What the exercise asks: How many lines in the records below contain the word "while"? Answer with the number alone.

● ● ● ● ● ● ●

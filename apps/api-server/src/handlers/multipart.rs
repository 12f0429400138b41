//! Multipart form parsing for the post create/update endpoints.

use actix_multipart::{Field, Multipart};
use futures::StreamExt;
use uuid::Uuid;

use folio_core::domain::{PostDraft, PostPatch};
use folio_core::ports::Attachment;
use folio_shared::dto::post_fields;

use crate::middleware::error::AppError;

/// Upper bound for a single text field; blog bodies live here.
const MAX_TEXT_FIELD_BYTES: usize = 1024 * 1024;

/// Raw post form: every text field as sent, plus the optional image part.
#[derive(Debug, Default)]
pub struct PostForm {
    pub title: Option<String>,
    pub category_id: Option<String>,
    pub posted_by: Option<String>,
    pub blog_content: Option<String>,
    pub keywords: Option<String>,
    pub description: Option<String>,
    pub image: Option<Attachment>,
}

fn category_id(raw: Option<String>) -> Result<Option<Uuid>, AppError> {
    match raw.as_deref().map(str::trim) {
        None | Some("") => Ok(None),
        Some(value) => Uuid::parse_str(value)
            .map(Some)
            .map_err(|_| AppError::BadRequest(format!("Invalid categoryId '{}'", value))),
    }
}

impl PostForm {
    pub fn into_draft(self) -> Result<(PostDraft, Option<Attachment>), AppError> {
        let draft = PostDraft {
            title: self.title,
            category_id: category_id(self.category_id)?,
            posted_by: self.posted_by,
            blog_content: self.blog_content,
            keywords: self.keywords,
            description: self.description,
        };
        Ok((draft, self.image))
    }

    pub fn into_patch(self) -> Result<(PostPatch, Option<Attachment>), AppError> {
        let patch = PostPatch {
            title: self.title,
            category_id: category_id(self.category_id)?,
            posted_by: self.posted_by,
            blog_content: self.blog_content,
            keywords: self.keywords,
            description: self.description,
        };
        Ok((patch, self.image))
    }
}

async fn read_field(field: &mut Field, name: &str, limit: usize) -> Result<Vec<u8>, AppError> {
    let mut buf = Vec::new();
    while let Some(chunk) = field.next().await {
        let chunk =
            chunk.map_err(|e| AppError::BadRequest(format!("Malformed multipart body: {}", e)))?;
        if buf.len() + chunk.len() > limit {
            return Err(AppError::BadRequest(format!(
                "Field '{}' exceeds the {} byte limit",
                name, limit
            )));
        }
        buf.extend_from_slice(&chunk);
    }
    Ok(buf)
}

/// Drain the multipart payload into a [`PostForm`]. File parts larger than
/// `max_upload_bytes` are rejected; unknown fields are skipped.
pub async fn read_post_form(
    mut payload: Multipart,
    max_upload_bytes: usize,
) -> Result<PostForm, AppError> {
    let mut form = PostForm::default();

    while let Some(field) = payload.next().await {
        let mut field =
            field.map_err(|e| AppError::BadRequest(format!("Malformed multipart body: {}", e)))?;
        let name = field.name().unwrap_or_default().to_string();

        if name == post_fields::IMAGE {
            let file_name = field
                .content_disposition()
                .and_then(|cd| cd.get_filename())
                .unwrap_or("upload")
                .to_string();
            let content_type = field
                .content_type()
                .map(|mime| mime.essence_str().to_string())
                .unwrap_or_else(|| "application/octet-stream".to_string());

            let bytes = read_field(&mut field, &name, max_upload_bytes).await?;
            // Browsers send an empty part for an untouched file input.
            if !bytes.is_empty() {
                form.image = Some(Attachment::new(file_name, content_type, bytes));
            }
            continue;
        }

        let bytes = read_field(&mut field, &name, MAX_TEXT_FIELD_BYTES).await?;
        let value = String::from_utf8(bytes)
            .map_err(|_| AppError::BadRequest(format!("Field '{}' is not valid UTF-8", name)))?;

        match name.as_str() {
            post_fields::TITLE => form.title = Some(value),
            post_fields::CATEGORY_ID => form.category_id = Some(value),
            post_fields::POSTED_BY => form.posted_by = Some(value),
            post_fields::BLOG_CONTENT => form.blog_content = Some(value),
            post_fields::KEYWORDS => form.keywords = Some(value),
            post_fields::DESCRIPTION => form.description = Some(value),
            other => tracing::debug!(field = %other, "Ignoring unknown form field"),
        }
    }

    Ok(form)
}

● ● ● ● ● ● ●

Written response: 2